Everything Has Changed (Chapter 2)

Everything Has Changed

Everything Has Changed

[ Chapter 2 | Romance, School life | General ]
with Kim Jongin,
Oh Sehun,
and OC Jung Yunhee as the main cast

by

Eunike

[ I own the story and art ]

“Jiwa ini rapuh, ringkih dan siap hancur untuk yang kedua kalinya.”

***

Series :
Prolog + Chapter 1 || Chapter 2

***

CHAPTER 2

Sepasang bola mata coklat itu menatap letih, sorotnya yang biasa bercahaya kini nampak meredup.
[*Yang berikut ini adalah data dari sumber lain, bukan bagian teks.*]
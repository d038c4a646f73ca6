//! Fieldroute Core - Domain models, ports, and configuration
//!
//! This crate contains the domain types and port definitions shared by the
//! route optimizer, the geolocation provider, and the check-in state machine.

pub mod config;
pub mod error;
pub mod models;
pub mod ports;

pub use error::{FieldrouteError, GeolocationError, Result};
use chrono::{DateTime, Utc};

/// Port for wall-clock time
pub trait Clock: Send + Sync {
    fn now(&self) -> DateTime<Utc>;

    fn now_epoch_ms(&self) -> i64 {
        self.now().timestamp_millis()
    }
}

/// Clock backed by the operating system
#[derive(Debug, Clone, Copy, Default)]
pub struct SystemClock;

impl Clock for SystemClock {
    fn now(&self) -> DateTime<Utc> {
        Utc::now()
    }
}
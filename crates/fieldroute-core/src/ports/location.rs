use async_trait::async_trait;
use tokio::sync::mpsc;

use crate::error::GeolocationError;
use crate::models::{GeolocationOptions, Position};

/// Stream of fixes delivered by a location watch
///
/// Dropping the receiver releases the underlying subscription.
pub type PositionReceiver = mpsc::Receiver<std::result::Result<Position, GeolocationError>>;

/// Port for the platform location capability
#[async_trait]
pub trait LocationSource: Send + Sync {
    /// Resolve a single fix. Implementations may ignore `timeout_ms`; the
    /// provider enforces it.
    async fn current_position(
        &self,
        options: &GeolocationOptions,
    ) -> std::result::Result<Position, GeolocationError>;

    /// Start a continuous subscription
    fn watch(&self, options: &GeolocationOptions) -> PositionReceiver;
}
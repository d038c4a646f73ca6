use clap::{Args, Parser, Subcommand};
use fieldroute_core::config::CliConfigOverrides;
use fieldroute_core::models::{CheckInPolicy, PriorityTier, ServiceType, WorkCategory};
use std::path::PathBuf;

/// Fieldroute - Route planning and check-ins for snow removal crews
#[derive(Parser, Debug)]
#[command(name = "fieldroute")]
#[command(about = "Route planning and check-ins for snow removal crews", long_about = None)]
#[command(version)]
pub struct Cli {
    /// Output results in JSON format
    #[arg(long, global = true)]
    pub json: bool,

    /// Configuration file (TOML); skipped when it does not exist
    #[arg(long, global = true, default_value = "fieldroute.toml")]
    pub config: PathBuf,

    /// Directory holding persisted check-in state
    #[arg(long, global = true)]
    pub data_dir: Option<PathBuf>,

    /// What to do when checking in while already checked in
    #[arg(long, global = true)]
    pub policy: Option<PolicyArg>,

    /// Location request timeout in milliseconds
    #[arg(long, global = true)]
    pub location_timeout_ms: Option<u64>,

    #[command(subcommand)]
    pub command: Commands,
}

impl Cli {
    pub fn config_overrides(&self) -> CliConfigOverrides {
        CliConfigOverrides {
            check_in_policy: self.policy.map(Into::into),
            data_dir: self.data_dir.clone(),
            location_timeout_ms: self.location_timeout_ms,
            ..Default::default()
        }
    }
}

#[derive(Subcommand, Debug)]
pub enum Commands {
    /// Build a visiting order for a list of sites
    Optimize(OptimizeArgs),

    /// Start a visit at a site
    CheckIn(CheckInArgs),

    /// Finish the open visit
    CheckOut(CheckOutArgs),

    /// Show a worker's check-in state
    Status(StatusArgs),

    /// Show resolved configuration and where each value came from
    Config,
}

/// Device position supplied by the operator
#[derive(Args, Debug, Clone)]
pub struct PositionArgs {
    /// Current latitude in decimal degrees
    #[arg(long, requires = "lon", allow_negative_numbers = true)]
    pub lat: Option<f64>,

    /// Current longitude in decimal degrees
    #[arg(long, requires = "lat", allow_negative_numbers = true)]
    pub lon: Option<f64>,

    /// Reported accuracy of the position in meters
    #[arg(long, default_value = "10")]
    pub accuracy: f64,
}

impl PositionArgs {
    pub fn coordinate(&self) -> Option<(f64, f64)> {
        self.lat.zip(self.lon)
    }
}

#[derive(Parser, Debug)]
pub struct OptimizeArgs {
    /// JSON file containing an array of sites
    #[arg(long)]
    pub sites: PathBuf,

    #[command(flatten)]
    pub position: PositionArgs,

    /// Only route sites that accept this service
    #[arg(long)]
    pub service: Option<ServiceArg>,

    /// Skip sites less urgent than this tier
    #[arg(long, default_value = "low")]
    pub min_priority: PriorityArg,
}

#[derive(Parser, Debug)]
pub struct CheckInArgs {
    /// Worker identifier
    #[arg(long)]
    pub worker: String,

    /// Crew the visit is logged under
    #[arg(long)]
    pub crew: CrewArg,

    /// Site identifier
    #[arg(long)]
    pub site_id: String,

    /// Site display name (defaults to the identifier)
    #[arg(long)]
    pub site_name: Option<String>,

    /// Service performed (defaults to the crew's usual service)
    #[arg(long)]
    pub service: Option<ServiceArg>,

    #[command(flatten)]
    pub position: PositionArgs,
}

#[derive(Parser, Debug)]
pub struct CheckOutArgs {
    /// Worker identifier
    #[arg(long)]
    pub worker: String,

    /// Crew the visit is logged under
    #[arg(long)]
    pub crew: CrewArg,

    #[command(flatten)]
    pub position: PositionArgs,
}

#[derive(Parser, Debug)]
pub struct StatusArgs {
    /// Worker identifier
    #[arg(long)]
    pub worker: String,

    /// Show only this crew
    #[arg(long)]
    pub crew: Option<CrewArg>,
}

#[derive(Debug, Clone, Copy, clap::ValueEnum)]
pub enum CrewArg {
    Plow,
    Shovel,
}

impl From<CrewArg> for WorkCategory {
    fn from(arg: CrewArg) -> Self {
        match arg {
            CrewArg::Plow => WorkCategory::PlowCrew,
            CrewArg::Shovel => WorkCategory::ShovelCrew,
        }
    }
}

#[derive(Debug, Clone, Copy, clap::ValueEnum)]
pub enum ServiceArg {
    Plowing,
    Shoveling,
    Salting,
}

impl From<ServiceArg> for ServiceType {
    fn from(arg: ServiceArg) -> Self {
        match arg {
            ServiceArg::Plowing => ServiceType::Plowing,
            ServiceArg::Shoveling => ServiceType::Shoveling,
            ServiceArg::Salting => ServiceType::Salting,
        }
    }
}

#[derive(Debug, Clone, Copy, clap::ValueEnum)]
pub enum PriorityArg {
    High,
    Normal,
    Low,
}

impl From<PriorityArg> for PriorityTier {
    fn from(arg: PriorityArg) -> Self {
        match arg {
            PriorityArg::High => PriorityTier::High,
            PriorityArg::Normal => PriorityTier::Normal,
            PriorityArg::Low => PriorityTier::Low,
        }
    }
}

#[derive(Debug, Clone, Copy, clap::ValueEnum)]
pub enum PolicyArg {
    /// Refuse a second check-in until the first is closed
    Reject,
    /// Discard the open visit and start the new one
    Replace,
}

impl From<PolicyArg> for CheckInPolicy {
    fn from(arg: PolicyArg) -> Self {
        match arg {
            PolicyArg::Reject => CheckInPolicy::Reject,
            PolicyArg::Replace => CheckInPolicy::Replace,
        }
    }
}

#[cfg(test)]
mod tests {
    use super::*;

    #[test]
    fn test_parse_optimize_with_negative_longitude() {
        let cli = Cli::try_parse_from([
            "fieldroute", "optimize", "--sites", "sites.json", "--lat", "44.97", "--lon", "-93.26",
            "--service", "plowing",
        ])
        .unwrap();

        let Commands::Optimize(args) = cli.command else { panic!("expected optimize") };
        assert_eq!(args.position.coordinate(), Some((44.97, -93.26)));
        assert!(matches!(args.service, Some(ServiceArg::Plowing)));
        assert!(matches!(args.min_priority, PriorityArg::Low));
    }

    #[test]
    fn test_lat_requires_lon() {
        let result = Cli::try_parse_from([
            "fieldroute", "check-out", "--worker", "w-1", "--crew", "plow", "--lat", "44.9",
        ]);
        assert!(result.is_err());
    }

    #[test]
    fn test_global_overrides() {
        let cli = Cli::try_parse_from([
            "fieldroute", "--policy", "replace", "--data-dir", "/tmp/fr", "status", "--worker", "w-1",
        ])
        .unwrap();

        let overrides = cli.config_overrides();
        assert_eq!(overrides.check_in_policy, Some(CheckInPolicy::Replace));
        assert_eq!(overrides.data_dir, Some(PathBuf::from("/tmp/fr")));
        assert!(overrides.high_accuracy.is_none());
    }
}
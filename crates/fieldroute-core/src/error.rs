//! Error types for Fieldroute

use thiserror::Error;

/// Failure reported by a location capability.
///
/// These are returned to the caller as values. The provider stays usable
/// after any of them; the next fetch or watch is independent.
#[derive(Debug, Clone, PartialEq, Eq, Error)]
pub enum GeolocationError {
    #[error("Location permission denied")]
    PermissionDenied,

    #[error("Location unavailable: {reason}")]
    Unavailable { reason: String },

    #[error("Location request timed out after {timeout_ms}ms")]
    Timeout { timeout_ms: u64 },
}

#[derive(Debug, Error)]
pub enum FieldrouteError {
    // Geolocation errors
    #[error(transparent)]
    Geolocation(#[from] GeolocationError),

    // Route errors
    #[error("No current position available. Fetch a location before optimizing the route")]
    NoPositionAvailable,

    // Check-in errors
    #[error("Already checked in at {site_name} ({site_id}). Check out first")]
    AlreadyCheckedIn { site_id: String, site_name: String },

    // Storage errors
    #[error("Storage error for key {key}: {reason}")]
    Storage { key: String, reason: String },

    // Configuration errors
    #[error("Invalid configuration value for {key}: {reason}")]
    ConfigInvalid { key: String, reason: String },

    // IO errors
    #[error("IO error: {0}")]
    Io(#[from] std::io::Error),

    // Serialization errors
    #[error("Serialization error: {0}")]
    Serialization(String),
}

impl From<serde_json::Error> for FieldrouteError {
    fn from(err: serde_json::Error) -> Self {
        FieldrouteError::Serialization(err.to_string())
    }
}

pub type Result<T> = std::result::Result<T, FieldrouteError>;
Yunhee terdiam. Bibirnya bergetar samar mencoba menahan tangis. Tangannya yang terkepal kini kian melemah, bersamaan dengan harapannya yang beranjak semu.

Kekosongan yang mengisi relung hatinya serasa menghimpit dadanya dengan telak, membuat setiap tarikan napas yang diambilnya tak lebih dari rasa sesak yang pilu.

“Y-Yunhee, sayang….”

Suara serak Ibunya terdengar lagi disertai ketukan di pintu.
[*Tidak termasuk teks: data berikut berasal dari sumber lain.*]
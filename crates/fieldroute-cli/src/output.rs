use console::style;
use serde::Serialize;
use std::fmt::Display;
use tabled::{settings::Style, Table, Tabled};

/// Output format mode
#[derive(Debug, Clone, Copy)]
pub enum OutputFormat {
    Human,
    Json,
}

pub struct OutputWriter {
    format: OutputFormat,
}

impl OutputWriter {
    pub fn new(json: bool) -> Self {
        Self {
            format: if json {
                OutputFormat::Json
            } else {
                OutputFormat::Human
            },
        }
    }

    pub fn success(&self, message: impl Display) {
        match self.format {
            OutputFormat::Human => {
                println!("{} {}", style("✓").green().bold(), message);
            }
            OutputFormat::Json => {
                println!("{:#}", status_message("success", message));
            }
        }
    }

    pub fn info(&self, message: impl Display) {
        match self.format {
            OutputFormat::Human => {
                println!("{} {}", style("ℹ").blue().bold(), message);
            }
            OutputFormat::Json => {
                println!("{:#}", status_message("info", message));
            }
        }
    }

    pub fn warning(&self, message: impl Display) {
        match self.format {
            OutputFormat::Human => {
                eprintln!("{} {}", style("⚠").yellow().bold(), message);
            }
            OutputFormat::Json => {
                eprintln!("{:#}", status_message("warning", message));
            }
        }
    }

    pub fn table<T: Tabled + Serialize>(&self, rows: Vec<T>) -> anyhow::Result<()> {
        match self.format {
            OutputFormat::Human => {
                if rows.is_empty() {
                    println!("{}", style("(no data)").dim());
                } else {
                    let mut table = Table::new(rows);
                    table.with(Style::rounded());
                    println!("{}", table);
                }
            }
            OutputFormat::Json => {
                println!("{}", serde_json::to_string_pretty(&rows)?);
            }
        }
        Ok(())
    }

    /// Emit a structured result. Only JSON mode prints anything; human output
    /// is written by the caller with `kv`, `section`, and `table`.
    pub fn result<T: Serialize>(&self, data: T) -> anyhow::Result<()> {
        if let OutputFormat::Json = self.format {
            let output = serde_json::json!({
                "status": "success",
                "data": data,
            });
            println!("{}", serde_json::to_string_pretty(&output)?);
        }
        Ok(())
    }

    pub fn kv(&self, key: impl Display, value: impl Display) {
        if let OutputFormat::Human = self.format {
            println!("{}: {}", style(key).bold(), value);
        }
    }

    pub fn section(&self, title: impl Display) {
        if let OutputFormat::Human = self.format {
            println!("\n{}", style(title).bold().underlined());
        }
    }

    pub fn is_json(&self) -> bool {
        matches!(self.format, OutputFormat::Json)
    }
}

fn status_message(status: &str, message: impl Display) -> serde_json::Value {
    serde_json::json!({
        "status": status,
        "message": message.to_string(),
    })
}
//! Fieldroute CLI - Command-line interface
//!
//! Operator front end for route optimization and crew check-ins.

mod cli;
mod commands;
mod errors;
mod output;
mod output_types;

use anyhow::Result;
use clap::Parser;
use cli::Cli;
use errors::CliError;

fn main() -> Result<()> {
    // Initialize tracing
    tracing_subscriber::fmt()
        .with_env_filter(
            tracing_subscriber::EnvFilter::try_from_default_env()
                .unwrap_or_else(|_| tracing_subscriber::EnvFilter::new("info")),
        )
        .with_writer(std::io::stderr)
        .init();

    // Parse CLI arguments
    let cli = Cli::parse();

    // Create async runtime
    let runtime = tokio::runtime::Runtime::new()?;

    // Execute the command
    if let Err(error) = runtime.block_on(commands::execute(cli)) {
        match error.downcast::<CliError>() {
            Ok(cli_error) => cli_error.display(),
            Err(other) => errors::from_anyhow(other).display(),
        }
        std::process::exit(1);
    }

    Ok(())
}
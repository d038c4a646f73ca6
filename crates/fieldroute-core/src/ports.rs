//! Port trait definitions
//!
//! These traits define the capabilities the core reaches through adapters:
//! the device location service, the local key-value store, and wall-clock time.

pub mod clock;
pub mod location;
pub mod storage;

pub use clock::{Clock, SystemClock};
pub use location::{LocationSource, PositionReceiver};
pub use storage::KeyValueStore;
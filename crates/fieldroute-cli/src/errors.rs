use console::style;
use fieldroute_core::{FieldrouteError, GeolocationError};
use std::fmt;
use std::path::Path;

/// Enhanced error type with suggestions
pub struct CliError {
    pub message: String,
    pub context: Option<String>,
    pub suggestions: Vec<String>,
    pub help_command: Option<String>,
}

impl CliError {
    pub fn new(message: impl Into<String>) -> Self {
        Self {
            message: message.into(),
            context: None,
            suggestions: Vec::new(),
            help_command: None,
        }
    }

    pub fn with_context(mut self, context: impl Into<String>) -> Self {
        self.context = Some(context.into());
        self
    }

    pub fn with_suggestion(mut self, suggestion: impl Into<String>) -> Self {
        self.suggestions.push(suggestion.into());
        self
    }

    pub fn with_help(mut self, command: impl Into<String>) -> Self {
        self.help_command = Some(command.into());
        self
    }

    pub fn display(&self) {
        eprintln!("{} {}\n", style("✗").red().bold(), style(&self.message).red().bold());

        if let Some(ref context) = self.context {
            eprintln!("{}", context);
            eprintln!();
        }

        if !self.suggestions.is_empty() {
            eprintln!("{}", style("To fix this:").yellow().bold());
            for (i, suggestion) in self.suggestions.iter().enumerate() {
                eprintln!("  {}. {}", i + 1, suggestion);
            }
            eprintln!();
        }

        if let Some(ref help_cmd) = self.help_command {
            eprintln!("{} {}", style("Need help?").cyan(), style(help_cmd).cyan().bold());
        }
    }
}

impl fmt::Display for CliError {
    fn fmt(&self, f: &mut fmt::Formatter<'_>) -> fmt::Result {
        write!(f, "{}", self.message)
    }
}

impl fmt::Debug for CliError {
    fn fmt(&self, f: &mut fmt::Formatter<'_>) -> fmt::Result {
        write!(f, "{}", self.message)
    }
}

impl std::error::Error for CliError {}

/// Create error for an optimize run without a position
pub fn no_position() -> CliError {
    CliError::new("No current position")
        .with_context("Routes are ordered from where the crew is now, and no position is known.")
        .with_suggestion("Pass the truck position: --lat 44.97 --lon -93.26")
        .with_help("Run: fieldroute optimize --help")
}

/// Create error for a position outside WGS 84 bounds
pub fn invalid_coordinate(lat: f64, lon: f64) -> CliError {
    CliError::new("Invalid coordinate")
        .with_context(format!(
            "Latitude must be within ±90 and longitude within ±180.\n\nGot: {}, {}",
            lat, lon
        ))
        .with_suggestion("Check that latitude and longitude are not swapped")
}

/// Create error for a failed location request
pub fn location_failed(error: &GeolocationError) -> CliError {
    match error {
        GeolocationError::PermissionDenied => CliError::new("Location permission denied")
            .with_context("The location service refused to report a position.")
            .with_suggestion("Grant location access to this application")
            .with_suggestion("Or pass the position directly with --lat and --lon"),
        GeolocationError::Timeout { timeout_ms } => CliError::new("Location request timed out")
            .with_context(format!("No position arrived within {}ms.", timeout_ms))
            .with_suggestion("Retry from an open area with a clear view of the sky")
            .with_suggestion("Or raise the limit: --location-timeout-ms 30000"),
        GeolocationError::Unavailable { reason } => CliError::new("Location unavailable")
            .with_context(format!("Error: {}", reason))
            .with_suggestion("Retry in a moment")
            .with_suggestion("Or pass the position directly with --lat and --lon"),
    }
}

/// Create error for a second check-in under the reject policy
pub fn already_checked_in(site_id: &str, site_name: &str, crew: &str) -> CliError {
    CliError::new("Already checked in")
        .with_context(format!(
            "The {} crew is still checked in at {} ({}).",
            crew, site_name, site_id
        ))
        .with_suggestion(format!("Check out first: fieldroute check-out --crew {}", crew))
        .with_suggestion("Or let the new check-in replace the open one: --policy replace")
        .with_help("Run: fieldroute check-in --help")
}

/// Create error for missing sites file
pub fn sites_file_not_found(path: &Path) -> CliError {
    CliError::new("Sites file not found")
        .with_context(format!("The specified sites file does not exist.\n\nPath: {}", path.display()))
        .with_suggestion("Check the file path and try again")
        .with_suggestion("Use absolute path or path relative to current directory")
        .with_help("Run: fieldroute optimize --help")
}

/// Create error for a sites file that does not parse
pub fn invalid_sites_file(path: &Path, reason: &str) -> CliError {
    CliError::new("Invalid sites file")
        .with_context(format!(
            "Expected a JSON array of sites.\n\nPath: {}\nReason: {}",
            path.display(),
            reason
        ))
        .with_suggestion(r#"Each site needs at least "id" and "name""#)
        .with_suggestion(r#"Coordinates are written as "coordinate": {"latitude": .., "longitude": ..}"#)
}

/// Create error for invalid configuration
pub fn invalid_config(key: &str, reason: &str) -> CliError {
    CliError::new(format!("Invalid configuration: {}", key))
        .with_context(format!("Configuration value is invalid.\n\nReason: {}", reason))
        .with_suggestion("Check fieldroute.toml for syntax errors")
        .with_suggestion("Or point at another file: --config path/to/fieldroute.toml")
        .with_help("Run: fieldroute config")
}

/// Create error for a data directory that cannot be used
pub fn data_dir_unavailable(dir: &Path, reason: &str) -> CliError {
    CliError::new("Cannot open data directory")
        .with_context(format!("Path: {}\nReason: {}", dir.display(), reason))
        .with_suggestion("Check directory permissions")
        .with_suggestion("Or choose another location: --data-dir <path> or FIELDROUTE_DATA_DIR")
}

/// Map a domain error onto a user-facing error
pub fn from_domain(error: &FieldrouteError) -> CliError {
    match error {
        FieldrouteError::NoPositionAvailable => no_position(),
        FieldrouteError::Geolocation(err) => location_failed(err),
        FieldrouteError::ConfigInvalid { key, reason } => invalid_config(key, reason),
        FieldrouteError::Storage { key, reason } => CliError::new("Storage failure")
            .with_context(format!("Key: {}\nReason: {}", key, reason))
            .with_suggestion("Check free disk space and directory permissions"),
        other => CliError::new(other.to_string()),
    }
}

/// Convert anyhow::Error to CliError with context
pub fn from_anyhow(error: anyhow::Error) -> CliError {
    if let Some(domain) = error.downcast_ref::<FieldrouteError>() {
        return from_domain(domain);
    }

    let message = error.to_string();

    // Try to provide context based on error message
    if message.contains("No such file or directory") {
        CliError::new("File not found")
            .with_context(format!("Error: {}", message))
            .with_suggestion("Check the file path and try again")
    } else if message.to_lowercase().contains("permission denied") {
        CliError::new("Permission denied")
            .with_context(format!("Error: {}", message))
            .with_suggestion("Check file permissions")
            .with_suggestion("Or run with appropriate privileges")
    } else {
        CliError::new(message)
    }
}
Yunhee bungkam, tidak berniat menyahut maupun menyimak perkataan Ibu selanjutnya.

Tempat yang dulu disebut rumah olehnya, yang sempat menjadi tempat bernaung yang nyaman sekarang malah hancur. Kenangan-kenagan masa lalu yang sempat terajut indah di sini kini menghilang, tergantikan dengan kejadian kelam yang mengiris hatinya.

Hampa tak berdaya.

Ia hanya mampu diam membisu.

***

Satu, dua, tiga.

Jongin mengerang frustasi tatkala nomor yang dihubunginya selama berkali-kali tidak kunjung menjawab.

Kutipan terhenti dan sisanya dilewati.